→ **EXERCISE DIRECTIONS**
Your task is to retype each line of the data below exactly.

Dataset entries:
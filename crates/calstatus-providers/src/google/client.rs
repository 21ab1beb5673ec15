//! Google Calendar API v3 client (read-only).

use std::time::Duration;

use calstatus_core::{Event, EventTime, TimeWindow};
use chrono::{DateTime, NaiveDate, Utc};
use serde::{Deserialize, Serialize};
use serde::de::DeserializeOwned;
use tracing::{debug, warn};

use crate::error::{ProviderError, ProviderResult};

/// Base URL for Google Calendar API v3.
pub const CALENDAR_API_BASE: &str = "https://www.googleapis.com/calendar/v3";

/// Calendar access roles that can see event details.
const READABLE_ROLES: [&str; 3] = ["owner", "writer", "reader"];

/// Thin HTTP wrapper around `calendarList.list` and `events.list`.
#[derive(Debug, Clone)]
pub struct GoogleCalendarClient {
    http_client: reqwest::Client,
    base_url: String,
}

impl GoogleCalendarClient {
    /// # Errors
    ///
    /// Fails if the TLS backend cannot be initialised.
    pub fn new(timeout: Duration) -> ProviderResult<Self> {
        let http_client = reqwest::Client::builder()
            .timeout(timeout)
            .build()
            .map_err(|e| ProviderError::configuration("failed to create HTTP client").with_source(e))?;
        Ok(Self {
            http_client,
            base_url: CALENDAR_API_BASE.to_string(),
        })
    }

    /// Points the client at another API root.
    #[must_use]
    pub fn with_base_url(mut self, base_url: impl Into<String>) -> Self {
        self.base_url = base_url.into().trim_end_matches('/').to_string();
        self
    }

    async fn get_json<T: DeserializeOwned>(
        &self,
        url: &str,
        token: &str,
        query: &[(&str, String)],
    ) -> ProviderResult<T> {
        let response = self
            .http_client
            .get(url)
            .bearer_auth(token)
            .query(query)
            .send()
            .await
            .map_err(|e| {
                let message = if e.is_timeout() {
                    "request timeout".to_string()
                } else {
                    format!("request failed: {e}")
                };
                ProviderError::fetch(message).with_source(e)
            })?;

        let status = response.status();
        if !status.is_success() {
            let body = response.text().await.unwrap_or_default();
            return Err(ProviderError::from_api_status(status.as_u16(), &body));
        }

        let body = response
            .text()
            .await
            .map_err(|e| ProviderError::fetch("failed to read response").with_source(e))?;
        serde_json::from_str(&body)
            .map_err(|e| ProviderError::parse("failed to parse API response").with_source(e))
    }

    /// Lists calendars whose events the token can read.
    ///
    /// # Errors
    ///
    /// Returns an error for any non-success status or malformed body.
    pub async fn list_calendars(&self, token: &str) -> ProviderResult<Vec<CalendarListEntry>> {
        let url = format!("{}/users/me/calendarList", self.base_url);
        let mut calendars = Vec::new();
        let mut page_token: Option<String> = None;

        loop {
            let mut query = Vec::new();
            if let Some(page) = &page_token {
                query.push(("pageToken", page.clone()));
            }
            let page: CalendarListResponse = self.get_json(&url, token, &query).await?;
            calendars.extend(page.items.into_iter().filter(CalendarListEntry::is_readable));
            match page.next_page_token {
                Some(next) => page_token = Some(next),
                None => break,
            }
        }

        debug!(count = calendars.len(), "listed calendars");
        Ok(calendars)
    }

    /// Lists expanded event instances overlapping `window`, ordered by start.
    /// Cancelled events are dropped.
    ///
    /// # Errors
    ///
    /// Returns an error for any non-success status or malformed body.
    pub async fn list_events(
        &self,
        token: &str,
        calendar_id: &str,
        window: TimeWindow,
    ) -> ProviderResult<Vec<Event>> {
        let url = format!(
            "{}/calendars/{}/events",
            self.base_url,
            urlencoding::encode(calendar_id)
        );
        let mut events = Vec::new();
        let mut page_token: Option<String> = None;

        loop {
            let mut query = vec![
                ("timeMin", window.start.to_rfc3339()),
                ("timeMax", window.end.to_rfc3339()),
                ("singleEvents", "true".to_string()),
                ("orderBy", "startTime".to_string()),
            ];
            if let Some(page) = &page_token {
                query.push(("pageToken", page.clone()));
            }
            let page: EventListResponse = self.get_json(&url, token, &query).await?;
            events.extend(
                page.items
                    .into_iter()
                    .filter_map(|item| convert_event(item, calendar_id)),
            );
            match page.next_page_token {
                Some(next) => page_token = Some(next),
                None => break,
            }
        }

        debug!(calendar = calendar_id, count = events.len(), "listed events");
        Ok(events)
    }
}

fn convert_time(time: &ApiEventTime) -> Option<EventTime> {
    if let Some(dt) = &time.date_time {
        return DateTime::parse_from_rfc3339(dt)
            .map(|parsed| EventTime::DateTime(parsed.with_timezone(&Utc)))
            .map_err(|e| warn!(value = %dt, error = %e, "unparseable dateTime"))
            .ok();
    }
    time.date.as_ref().and_then(|date| {
        NaiveDate::parse_from_str(date, "%Y-%m-%d")
            .map(EventTime::AllDay)
            .map_err(|e| warn!(value = %date, error = %e, "unparseable date"))
            .ok()
    })
}

fn convert_event(event: ApiEvent, calendar_id: &str) -> Option<Event> {
    if event.status.as_deref() == Some("cancelled") {
        return None;
    }
    let start = event.start.as_ref().and_then(convert_time);
    let end = event.end.as_ref().and_then(convert_time);
    Some(
        Event::new(event.summary.unwrap_or_default(), start, end)
            .with_location(event.location.unwrap_or_default())
            .with_description(event.description.unwrap_or_default())
            .with_calendar_id(calendar_id),
    )
}

#[derive(Debug, Deserialize)]
#[serde(rename_all = "camelCase")]
struct EventListResponse {
    #[serde(default)]
    items: Vec<ApiEvent>,
    next_page_token: Option<String>,
}

#[derive(Debug, Deserialize)]
#[serde(rename_all = "camelCase")]
struct ApiEvent {
    summary: Option<String>,
    description: Option<String>,
    location: Option<String>,
    start: Option<ApiEventTime>,
    end: Option<ApiEventTime>,
    status: Option<String>,
}

#[derive(Debug, Deserialize)]
#[serde(rename_all = "camelCase")]
struct ApiEventTime {
    date: Option<String>,
    date_time: Option<String>,
}

#[derive(Debug, Deserialize)]
#[serde(rename_all = "camelCase")]
struct CalendarListResponse {
    #[serde(default)]
    items: Vec<CalendarListEntry>,
    next_page_token: Option<String>,
}

/// A calendar from the calendar list.
#[derive(Debug, Clone, Deserialize, Serialize)]
#[serde(rename_all = "camelCase")]
pub struct CalendarListEntry {
    pub id: String,
    #[serde(default)]
    pub summary: String,
    #[serde(default)]
    pub primary: bool,
    pub access_role: Option<String>,
}

impl CalendarListEntry {
    /// `freeBusyReader` calendars only expose busy blocks, not events.
    pub fn is_readable(&self) -> bool {
        self.access_role
            .as_deref()
            .is_some_and(|role| READABLE_ROLES.contains(&role))
    }
}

→ **WRITTEN ANSWER**
filename crates/calstatus-providers/src/google/client.rs
repository 21ab1beb5673ec15
//! Google Calendar API v3 client (read-only).

use std::time::Duration;

use calstatus_core::{Event, EventTime, TimeWindow};
use chrono::{DateTime, NaiveDate, Utc};
use serde::{Deserialize, Serialize};
use serde::de::DeserializeOwned;
use tracing::{debug, warn};

use crate::error::{ProviderError, ProviderResult};

/// Base URL for Google Calendar API v3.
pub const CALENDAR_API_BASE: &str = "https://www.googleapis.com/calendar/v3";

/// Calendar access roles that can see event details.
const READABLE_ROLES: [&str; 3] = ["owner", "writer", "reader"];

/// Thin HTTP wrapper around `calendarList.list` and `events.list`.
#[derive(Debug, Clone)]
pub struct GoogleCalendarClient {
    http_client: reqwest::Client,
    base_url: String,
}

impl GoogleCalendarClient {
    /// # Errors
    ///
    /// Fails if the TLS backend cannot be initialised.
    pub fn new(timeout: Duration) -> ProviderResult<Self> {
        let http_client = reqwest::Client::builder()
            .timeout(timeout)
            .build()
            .map_err(|e| ProviderError::configuration("failed to create HTTP client").with_source(e))?;
        Ok(Self {
            http_client,
            base_url: CALENDAR_API_BASE.to_string(),
        })
    }

    /// Points the client at another API root.
    #[must_use]
    pub fn with_base_url(mut self, base_url: impl Into<String>) -> Self {
        self.base_url = base_url.into().trim_end_matches('/').to_string();
        self
    }

    async fn get_json<T: DeserializeOwned>(
        &self,
        url: &str,
        token: &str,
        query: &[(&str, String)],
    ) -> ProviderResult<T> {
        let response = self
            .http_client
            .get(url)
            .bearer_auth(token)
            .query(query)
            .send()
            .await
            .map_err(|e| {
                let message = if e.is_timeout() {
                    "request timeout".to_string()
                } else {
                    format!("request failed: {e}")
                };
                ProviderError::fetch(message).with_source(e)
            })?;

        let status = response.status();
        if !status.is_success() {
            let body = response.text().await.unwrap_or_default();
            return Err(ProviderError::from_api_status(status.as_u16(), &body));
        }

        let body = response
            .text()
            .await
            .map_err(|e| ProviderError::fetch("failed to read response").with_source(e))?;
        serde_json::from_str(&body)
            .map_err(|e| ProviderError::parse("failed to parse API response").with_source(e))
    }

    /// Lists calendars whose events the token can read.
    ///
    /// # Errors
    ///
    /// Returns an error for any non-success status or malformed body.
    pub async fn list_calendars(&self, token: &str) -> ProviderResult<Vec<CalendarListEntry>> {
        let url = format!("{}/users/me/calendarList", self.base_url);
        let mut calendars = Vec::new();
        let mut page_token: Option<String> = None;

        loop {
            let mut query = Vec::new();
            if let Some(page) = &page_token {
                query.push(("pageToken", page.clone()));
            }
            let page: CalendarListResponse = self.get_json(&url, token, &query).await?;
            calendars.extend(page.items.into_iter().filter(CalendarListEntry::is_readable));
            match page.next_page_token {
                Some(next) => page_token = Some(next),
                None => break,
            }
        }

        debug!(count = calendars.len(), "listed calendars");
        Ok(calendars)
    }

    /// Lists expanded event instances overlapping `window`, ordered by start.
    /// Cancelled events are dropped.
    ///
    /// # Errors
    ///
    /// Returns an error for any non-success status or malformed body.
    pub async fn list_events(
        &self,
        token: &str,
        calendar_id: &str,
        window: TimeWindow,
    ) -> ProviderResult<Vec<Event>> {
        let url = format!(
            "{}/calendars/{}/events",
            self.base_url,
            urlencoding::encode(calendar_id)
        );
        let mut events = Vec::new();
        let mut page_token: Option<String> = None;

        loop {
            let mut query = vec![
                ("timeMin", window.start.to_rfc3339()),
                ("timeMax", window.end.to_rfc3339()),
                ("singleEvents", "true".to_string()),
                ("orderBy", "startTime".to_string()),
            ];
            if let Some(page) = &page_token {
                query.push(("pageToken", page.clone()));
            }
            let page: EventListResponse = self.get_json(&url, token, &query).await?;
            events.extend(
                page.items
                    .into_iter()
                    .filter_map(|item| convert_event(item, calendar_id)),
            );
            match page.next_page_token {
                Some(next) => page_token = Some(next),
                None => break,
            }
        }

        debug!(calendar = calendar_id, count = events.len(), "listed events");
        Ok(events)
    }
}

fn convert_time(time: &ApiEventTime) -> Option<EventTime> {
    if let Some(dt) = &time.date_time {
        return DateTime::parse_from_rfc3339(dt)
            .map(|parsed| EventTime::DateTime(parsed.with_timezone(&Utc)))
            .map_err(|e| warn!(value = %dt, error = %e, "unparseable dateTime"))
            .ok();
    }
    time.date.as_ref().and_then(|date| {
        NaiveDate::parse_from_str(date, "%Y-%m-%d")
            .map(EventTime::AllDay)
            .map_err(|e| warn!(value = %date, error = %e, "unparseable date"))
            .ok()
    })
}

fn convert_event(event: ApiEvent, calendar_id: &str) -> Option<Event> {
    if event.status.as_deref() == Some("cancelled") {
        return None;
    }
    let start = event.start.as_ref().and_then(convert_time);
    let end = event.end.as_ref().and_then(convert_time);
    Some(
        Event::new(event.summary.unwrap_or_default(), start, end)
            .with_location(event.location.unwrap_or_default())
            .with_description(event.description.unwrap_or_default())
            .with_calendar_id(calendar_id),
    )
}

#[derive(Debug, Deserialize)]
#[serde(rename_all = "camelCase")]
struct EventListResponse {
    #[serde(default)]
    items: Vec<ApiEvent>,
    next_page_token: Option<String>,
}

#[derive(Debug, Deserialize)]
#[serde(rename_all = "camelCase")]
struct ApiEvent {
    summary: Option<String>,
    description: Option<String>,
    location: Option<String>,
    start: Option<ApiEventTime>,
    end: Option<ApiEventTime>,
    status: Option<String>,
}

#[derive(Debug, Deserialize)]
#[serde(rename_all = "camelCase")]
struct ApiEventTime {
    date: Option<String>,
    date_time: Option<String>,
}

#[derive(Debug, Deserialize)]
#[serde(rename_all = "camelCase")]
struct CalendarListResponse {
    #[serde(default)]
    items: Vec<CalendarListEntry>,
    next_page_token: Option<String>,
}

/// A calendar from the calendar list.
#[derive(Debug, Clone, Deserialize, Serialize)]
#[serde(rename_all = "camelCase")]
pub struct CalendarListEntry {
    pub id: String,
    #[serde(default)]
    pub summary: String,
    #[serde(default)]
    pub primary: bool,
    pub access_role: Option<String>,
}

impl CalendarListEntry {
    /// `freeBusyReader` calendars only expose busy blocks, not events.
    pub fn is_readable(&self) -> bool {
        self.access_role
            .as_deref()
            .is_some_and(|role| READABLE_ROLES.contains(&role))
    }
}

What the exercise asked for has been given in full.